Worm Holds Key to Treating Epilepsy and Rapid Drug Discovery

Researchers from FAU, in collaboration with The Scripps Research Institute, have opened up the possibilities for rapid drug screens to treat seizures in the near future by using a microscopic nematode worm.

Monica Risley, co-lead author and a Ph.D. student in FAU’s Integrative Biology and Neuroscience program, as well as a student in the new International Max Planck Research School in Brain and Behavior.


By gisele galoustian | 9/26/2016

Current methods to control epilepsy, which affects 1 in 26 Americans, are not only inefficient but haven’t improved in more than 150 years when the first anticonvulsant drug was developed. Treatment options include invasive surgeries and a combination of antiepileptic drugs that surprisingly don’t work in more than 30 percent of patients. Noninvasive treatments are limited for easing symptoms partially due to the complexity of the disorder and lack of knowledge of specific molecular malfunctions. In recent years, fewer and fewer drugs have been introduced into the market most likely due to exhausted screening techniques and less efficient methods for predicting drug effectiveness.

Researchers from Florida Atlantic University, in collaboration with The Scripps Research Institute, have opened up the possibilities for rapid drug screens to treat seizures in the near future by developing the smallest whole-animal electroconvulsive seizure model using a microscopic nematode worm. Electroshock is one of the most common experimental models of acute and chronic seizure in mammals to study epilepsy. The researchers have been able to demonstrate, that just like rodents and even fruit flies, the tiny 1 millimeter C.elegans worm also can undergo an electroconvulsive seizure.

The study, “Modulating Behavior in C.elegans Using Electroshock and Antiepileptic Drugs,” just published in PLOS One (http://dx.plos.org/10.1371/journal.pone.0163786), has led the researchers to build on the current animal models for inducing seizures via electroconvulsion in the genetically modifiable C.elegans that only has 302 brain cells called neurons. C.elegans has been used for decades as a model animal to study the genetic and molecular underpinnings of neurological disorders through a number of techniques including bio imaging, electrophysiology and behavior.

For the study, researchers treated the worms with several antiepileptic drugs approved for human use, which improved recovery from electroshock seizures worsened by genetic or pharmacological pro-convulsants.

"We were very excited to discover that when we used a typical genetic mutation that was more susceptible to electroconvulsive seizures, we were able to actually rescue these worms by treating them with FDA approved human antiepileptic drugs beforehand," said Monica Risley, co-lead author and a Ph.D. student in FAU’s Integrative Biology and Neuroscience program, as well as a student in the new International Max Planck Research School in Brain and Behavior. 

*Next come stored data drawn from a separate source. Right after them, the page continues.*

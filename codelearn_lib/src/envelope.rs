//! Page envelopes as the list controller sees them: items plus pagination
//! metadata, normalized from the wire form.

use codelearn_api::types::PageData;

/// One fetched page.
///
/// `total_pages` is never below 1, even for an empty list, so page 1 is
/// always a valid page. Whether pagination controls are worth showing is a
/// separate question answered by [`Pagination::shows_controls`].
#[derive(Clone, Debug, PartialEq)]
pub struct PageEnvelope<T> {
    pub total_records: u64,
    pub total_pages: u32,
    pub current_page: u32,
    pub items: Vec<T>,
}

impl<T> PageEnvelope<T> {
    /// Normalizes a wire page. The server's `total_pages` wins when it is
    /// positive; otherwise it is computed from `total_records` and `page_size`.
    pub fn from_wire(data: PageData<T>, page_size: u32) -> Self {
        let total_records = u64::try_from(data.total_records).unwrap_or(0);
        let reported = u32::try_from(data.total_pages).unwrap_or(0);
        let total_pages = if reported > 0 {
            reported
        } else {
            pages_for(total_records, page_size)
        };
        Self {
            total_records,
            total_pages: total_pages.max(1),
            current_page: u32::try_from(data.current_page).unwrap_or(1).max(1),
            items: data.data,
        }
    }

    /// An empty first page.
    pub fn empty() -> Self {
        Self {
            total_records: 0,
            total_pages: 1,
            current_page: 1,
            items: Vec::new(),
        }
    }

    pub fn map_items<U>(self, f: impl FnMut(T) -> U) -> PageEnvelope<U> {
        PageEnvelope {
            total_records: self.total_records,
            total_pages: self.total_pages,
            current_page: self.current_page,
            items: self.items.into_iter().map(f).collect(),
        }
    }

    pub fn is_empty(&self) -> bool {
        self.items.is_empty()
    }

    pub fn pagination(&self) -> Pagination {
        Pagination {
            current_page: self.current_page,
            total_pages: self.total_pages,
            total_records: self.total_records,
        }
    }
}

/// Number of pages needed for `total_records` at `page_size`, at least 1.
pub fn pages_for(total_records: u64, page_size: u32) -> u32 {
    let page_size = u64::from(page_size.max(1));
    let pages = total_records.div_ceil(page_size).max(1);
    u32::try_from(pages).unwrap_or(u32::MAX)
}

/// Pagination metadata of the last successful fetch.
#[derive(Clone, Copy, Debug, PartialEq, Eq)]
pub struct Pagination {
    pub current_page: u32,
    pub total_pages: u32,
    pub total_records: u64,
}

impl Pagination {
    /// Whether `page` is a page the controls may navigate to.
    pub fn contains(&self, page: u32) -> bool {
        (1..=self.total_pages).contains(&page)
    }

    pub fn has_previous(&self) -> bool {
        self.current_page > 1
    }

    pub fn has_next(&self) -> bool {
        self.current_page < self.total_pages
    }

    /// Controls are hidden for lists with no records at all.
    pub fn shows_controls(&self) -> bool {
        self.total_records > 0
    }
}

#[cfg(test)]
mod tests {
    use super::*;

    fn wire(total_records: i64, total_pages: i64, current_page: i64) -> PageData<u32> {
        PageData {
            total_records,
            total_records_page: 0,
            current_page,
            total_pages,
            prev_pages: None,
            next_pages: None,
            data: vec![],
        }
    }

    #[test]
    fn eighteen_records_at_six_per_page_is_three_pages() {
        assert_eq!(pages_for(18, 6), 3);
        assert_eq!(pages_for(19, 6), 4);
        let env = PageEnvelope::from_wire(wire(18, 0, 1), 6);
        assert_eq!(env.total_pages, 3);
        assert!(!env.pagination().contains(4));
    }

    #[test]
    fn zero_records_clamps_to_one_page_without_controls() {
        let env = PageEnvelope::from_wire(wire(0, 0, 0), 9);
        assert_eq!(env.total_pages, 1);
        assert_eq!(env.current_page, 1);
        assert!(!env.pagination().shows_controls());
        assert!(env.pagination().contains(1));
    }

    #[test]
    fn server_total_pages_wins_when_positive() {
        let env = PageEnvelope::from_wire(wire(18, 9, 2), 6);
        assert_eq!(env.total_pages, 9);
        assert!(env.pagination().has_previous());
        assert!(env.pagination().has_next());
    }

    #[test]
    fn negative_counts_are_clamped() {
        let env = PageEnvelope::from_wire(wire(-5, -1, -2), 6);
        assert_eq!(env.total_records, 0);
        assert_eq!(env.total_pages, 1);
        assert_eq!(env.current_page, 1);
    }
}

Because this new method is rapid, inexpensive and has shown relevance with existing antiepileptic drugs, the C.eleganselectroshock assay developed at FAU has the potential to become an efficient screening tool for human seizure therapeutics.

"The fact that we can induce a short seizure, of approximately 1 to 3 minutes long, with the exact timing of an electrical pulse, and that these worms react well to antiepileptic drugs, makes this new assay a perfect model for high-speed drug screens in multi-welled plate readers," said Ken Dawson-Scully, Ph.D., corresponding author and associate professor in the Department of Biological Sciences and associate director of the FAU Brain Institute.

Dawson-Scully notes that the ability to use C.elegans in high speed robotic drug testing facilities like those at Scripps Florida, will enable testing of hundreds of thousands of compounds, even in combinations, using this automated process. "The cost to run high throughput testing for antiepileptic drug candidates would cost a fraction in time and money compared to the experiments available today," said Dawson-Scully. 

Co-authors on the study are Stephanie P. Kelly, co-lead and an FAU Ph.D. student, Kailiang Jia, Ph.D., associate professor at FAU, and Brock Grill, Ph.D., associate professor, The Scripps Research Institute, Florida.